Das tägliche Pensum: der Theodor Lessing-Blog

Hier wird alles glossiert, was in dieser Welt als wichtig erscheint oder manchmal auch nur so scheint. Ausgangspunkt dieser Kommentare wird, aber nicht immer, ein Zitat aus Theodor Lessings Gesamtwerk sein.

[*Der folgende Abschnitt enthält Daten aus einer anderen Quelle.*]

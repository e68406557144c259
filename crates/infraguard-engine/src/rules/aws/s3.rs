use crate::registry::{Registry, RegistryError};
use crate::results::Results;
use crate::rule::RuleDescriptor;
use infraguard_state::aws::s3::S3;
use infraguard_types::{Provider, Severity, ids};

pub(crate) fn register(registry: &mut Registry) -> Result<(), RegistryError> {
    registry.try_register::<S3, _>(enable_bucket_encryption(), check_bucket_encryption)?;
    registry.try_register::<S3, _>(
        specify_public_access_block(),
        check_public_access_block,
    )?;
    Ok(())
}

fn enable_bucket_encryption() -> RuleDescriptor {
    RuleDescriptor {
        provider: Provider::Aws,
        service: ids::SERVICE_S3.to_string(),
        short_code: "enable-bucket-encryption".to_string(),
        summary: "Unencrypted S3 bucket.".to_string(),
        impact: "The bucket objects could be read if compromised".to_string(),
        resolution: "Configure bucket encryption".to_string(),
        explanation: "S3 Buckets should be encrypted to protect the data that is stored within \
                      them if access is compromised."
            .to_string(),
        links: vec![
            "https://docs.aws.amazon.com/AmazonS3/latest/userguide/bucket-encryption.html"
                .to_string(),
        ],
        severity: Severity::High,
    }
}

fn check_bucket_encryption(s3: &S3, results: &mut Results) {
    for bucket in &s3.buckets {
        let enabled = &bucket.encryption.enabled;
        if enabled.is_false() {
            results.add(
                "Bucket does not have encryption enabled",
                enabled.metadata(),
                *enabled.value(),
            );
        } else {
            results.add_passed(&bucket.metadata);
        }
    }
}

fn specify_public_access_block() -> RuleDescriptor {
    RuleDescriptor {
        provider: Provider::Aws,
        service: ids::SERVICE_S3.to_string(),
        short_code: "specify-public-access-block".to_string(),
        summary: "S3 buckets should each define an aws_s3_bucket_public_access_block".to_string(),
        impact: "Public access policies may be applied to sensitive data buckets".to_string(),
        resolution: "Define a aws_s3_bucket_public_access_block for the given bucket to control \
                     public access policies"
            .to_string(),
        explanation: "The \"block public access\" settings in S3 override individual policies \
                      that apply to a given bucket, meaning that all public access can be \
                      controlled in one central place for that bucket. It is therefore good \
                      practice to define these settings for each bucket in order to clearly \
                      define the public access that can be allowed for it."
            .to_string(),
        links: vec![
            "https://docs.aws.amazon.com/AmazonS3/latest/userguide/access-control-block-public-access.html"
                .to_string(),
        ],
        severity: Severity::Low,
    }
}

fn check_public_access_block(s3: &S3, results: &mut Results) {
    for bucket in &s3.buckets {
        match &bucket.public_access_block {
            None => results.add_resource(
                "Bucket does not have a corresponding public access block.",
                &bucket.metadata,
            ),
            Some(block) => results.add_passed(&block.metadata),
        }
    }
}
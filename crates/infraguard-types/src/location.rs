//! Provenance metadata carried by every state attribute and resource.

use crate::SourcePath;
use schemars::JsonSchema;
use serde::{Deserialize, Serialize};
use std::fmt;

/// Line range of a configuration fragment within a source file.
#[derive(Clone, Debug, PartialEq, Eq, PartialOrd, Ord, Hash, Serialize, Deserialize, JsonSchema)]
pub struct Range {
    pub path: SourcePath,
    pub start_line: u32,
    pub end_line: u32,
}

impl Range {
    pub fn new(path: impl Into<SourcePath>, start_line: u32, end_line: u32) -> Self {
        Self {
            path: path.into(),
            start_line,
            end_line: end_line.max(start_line),
        }
    }
}

impl fmt::Display for Range {
    fn fmt(&self, f: &mut fmt::Formatter<'_>) -> fmt::Result {
        if self.start_line == self.end_line {
            write!(f, "{}:{}", self.path, self.start_line)
        } else {
            write!(f, "{}:{}-{}", self.path, self.start_line, self.end_line)
        }
    }
}

/// Where a value came from, and whether the configuration set it explicitly.
///
/// Metadata is never absent. A value that does not exist in the scanned configuration carries
/// either its enclosing resource's location (see [`Metadata::defaulted`]) or the synthetic
/// "not found" marker from [`Metadata::not_found`]. Fields are fixed at construction.
#[derive(Clone, Debug, PartialEq, Eq, Hash, Serialize, Deserialize, JsonSchema)]
pub struct Metadata {
    #[serde(skip_serializing_if = "Option::is_none")]
    range: Option<Range>,
    #[serde(skip_serializing_if = "Option::is_none")]
    reference: Option<String>,
    explicit: bool,
}

impl Metadata {
    /// Metadata for a value set explicitly at `range`, inside the resource named `reference`.
    pub fn new(range: Range, reference: impl Into<String>) -> Self {
        Self {
            range: Some(range),
            reference: Some(reference.into()),
            explicit: true,
        }
    }

    /// The synthetic marker for something absent from the scanned configuration.
    pub fn not_found() -> Self {
        Self {
            range: None,
            reference: None,
            explicit: false,
        }
    }

    /// Fixed, explicit metadata for unit tests of rules.
    pub fn test() -> Self {
        Self::new(Range::new("test.tf", 123, 123), "test")
    }

    /// Same location and reference, but marked as not explicitly set.
    ///
    /// Used for defaults of fields the configuration omitted: findings still point at the
    /// enclosing resource.
    pub fn defaulted(&self) -> Self {
        Self {
            range: self.range.clone(),
            reference: self.reference.clone(),
            explicit: false,
        }
    }

    pub fn range(&self) -> Option<&Range> {
        self.range.as_ref()
    }

    pub fn reference(&self) -> Option<&str> {
        self.reference.as_deref()
    }

    pub fn is_explicit(&self) -> bool {
        self.explicit
    }

    /// `true` when the metadata points at a real source location.
    pub fn is_resolved(&self) -> bool {
        self.range.is_some()
    }
}

impl Default for Metadata {
    fn default() -> Self {
        Self::not_found()
    }
}

impl fmt::Display for Metadata {
    fn fmt(&self, f: &mut fmt::Formatter<'_>) -> fmt::Result {
        match (&self.range, &self.reference) {
            (Some(range), Some(reference)) => write!(f, "{reference} ({range})"),
            (Some(range), None) => write!(f, "{range}"),
            (None, Some(reference)) => f.write_str(reference),
            (None, None) => f.write_str("<not found>"),
        }
    }
}
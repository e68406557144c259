//! Stable DTOs and IDs used across the infraguard workspace.
//!
//! This crate is intentionally boring:
//! - rule identity (`Provider`, `Severity`, `LongId`)
//! - provenance metadata attached to every state attribute
//! - canonical source path handling
//! - data types for the emitted scan report

#![forbid(unsafe_code)]

pub mod ids;
pub mod location;
pub mod path;
pub mod receipt;
pub mod rule;

pub use location::{Metadata, Range};
pub use path::SourcePath;
pub use receipt::{
    Fault, RuleRef, SCHEMA_REPORT_V1, ScanData, ScanReport, ScanResult, SeverityCounts, Status,
    StatusCounts, ToolMeta, Verdict,
};
pub use rule::{LongId, Provider, Severity};
use crate::results::Results;
use infraguard_state::{Service, ServiceKey, State};
use infraguard_types::{LongId, Provider, RuleRef, ScanResult, Severity};
use std::fmt;
use std::marker::PhantomData;

/// Immutable identity and documentation of a rule.
#[derive(Clone, Debug, PartialEq, Eq)]
pub struct RuleDescriptor {
    pub provider: Provider,
    /// Lowercase short service name, e.g. `s3`.
    pub service: String,
    /// Kebab-case identifier, unique within provider and service.
    pub short_code: String,
    pub summary: String,
    pub impact: String,
    pub resolution: String,
    pub explanation: String,
    pub links: Vec<String>,
    pub severity: Severity,
}

impl RuleDescriptor {
    pub fn long_id(&self) -> LongId {
        LongId::new(self.provider, &self.service, &self.short_code)
    }
}

/// The evaluation half of a rule.
///
/// The only implementation is [`ServiceCheck`], so every registered check sees exactly one
/// service section and writes only to its own [`Results`].
pub(crate) trait Check: Send + Sync {
    fn evaluate(&self, state: &State, results: &mut Results);

    /// The state section this check reads.
    fn scope(&self) -> ServiceKey;
}

/// A check written against one service section (`&S`) instead of the whole state.
pub(crate) struct ServiceCheck<S, F> {
    f: F,
    _service: PhantomData<fn(&S)>,
}

impl<S, F> ServiceCheck<S, F>
where
    S: Service,
    F: Fn(&S, &mut Results) + Send + Sync,
{
    pub(crate) fn new(f: F) -> Self {
        Self {
            f,
            _service: PhantomData,
        }
    }
}

impl<S, F> Check for ServiceCheck<S, F>
where
    S: Service,
    F: Fn(&S, &mut Results) + Send + Sync,
{
    fn evaluate(&self, state: &State, results: &mut Results) {
        (self.f)(S::select(state), results)
    }

    fn scope(&self) -> ServiceKey {
        S::key()
    }
}

/// A registered rule: descriptor plus check.
pub struct Rule {
    descriptor: RuleDescriptor,
    long_id: LongId,
    check: Box<dyn Check>,
}

impl Rule {
    pub(crate) fn new(descriptor: RuleDescriptor, check: Box<dyn Check>) -> Self {
        Self {
            long_id: descriptor.long_id(),
            descriptor,
            check,
        }
    }

    pub fn descriptor(&self) -> &RuleDescriptor {
        &self.descriptor
    }

    pub fn long_id(&self) -> &LongId {
        &self.long_id
    }

    pub fn severity(&self) -> Severity {
        self.descriptor.severity
    }

    /// The service section the rule's check reads; always the descriptor's own.
    pub fn scope(&self) -> ServiceKey {
        self.check.scope()
    }

    pub fn rule_ref(&self) -> RuleRef {
        RuleRef {
            long_id: self.long_id.clone(),
            severity: self.descriptor.severity,
        }
    }

    /// Runs the check against `state` and stamps every result with this rule.
    ///
    /// No fault isolation happens here; see [`crate::Scanner`].
    pub fn evaluate(&self, state: &State) -> Vec<ScanResult> {
        let mut results = Results::new();
        self.check.evaluate(state, &mut results);
        results.finish(self)
    }
}

impl fmt::Debug for Rule {
    fn fmt(&self, f: &mut fmt::Formatter<'_>) -> fmt::Result {
        f.debug_struct("Rule")
            .field("long_id", &self.long_id)
            .field("severity", &self.descriptor.severity)
            .field("scope", &self.scope())
            .finish()
    }
}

Der Name des Blogs ist dem 1930 erschienen Roman ›Fabian. Geschichte eines Moralisten‹ (ursprünglich: Der Gang vor die Hunde) von Erich Kästner entnommen. Gleich zu Anfang heißt es da: »Fabian saß in einem Café namens Spalteholz und las die Schlagzeilen der Abendblätter: Englisches Luftschiff explodiert über Beauvais, Strychnin lagert neben Linsen, Neunjähriges Mädchen aus dem Fenster gesprungen, Abermals erfolglose Ministerpräsidentenwahl, Der Mord im Lainzer Tiergarten, Skandal im städtischen Beschaffungsamt, Die künstliche Stimme in der Westentasche, Ruhrkohlenabsatz läßt nach, Die Geschenke für Reichsbahndirektor Neumann, Elefanten auf dem Bürgersteig, Nervosität an den Kaffeemärkten, Skandal um Clara Bow, Bevorstehender Streik von 140 000 Metallarbeitern, Verbrecherdrama in Chikago, Verhandlungen in Moskau über das Holzdumping, Starhembergjäger rebellieren. Das tägliche Pensum. Nichts Besonderes.«

Es ist nicht schwer, diese längst wieder vergessenen Nachrichten durch die täglich neuen Nachrichten zu ersetzen und sich zu fragen, welchen Nutzen sie für unser tägliches Leben haben. Neben Haupt- und Staatsaktionen gibt es immer wieder die kleinen Nachrichten, die sich wie die großen wiederholen und die Banalität des menschlichen Lebens abspiegeln.

Während wir täglich unser Pensum an Nachrichten aus aller Welt absolvieren, heißt das nicht, daß hier täglich auf diese Nachrichten reagiert werden wird. In den Pausen kann man sich stattdessen auf das Lesen von Büchern konzentrieren.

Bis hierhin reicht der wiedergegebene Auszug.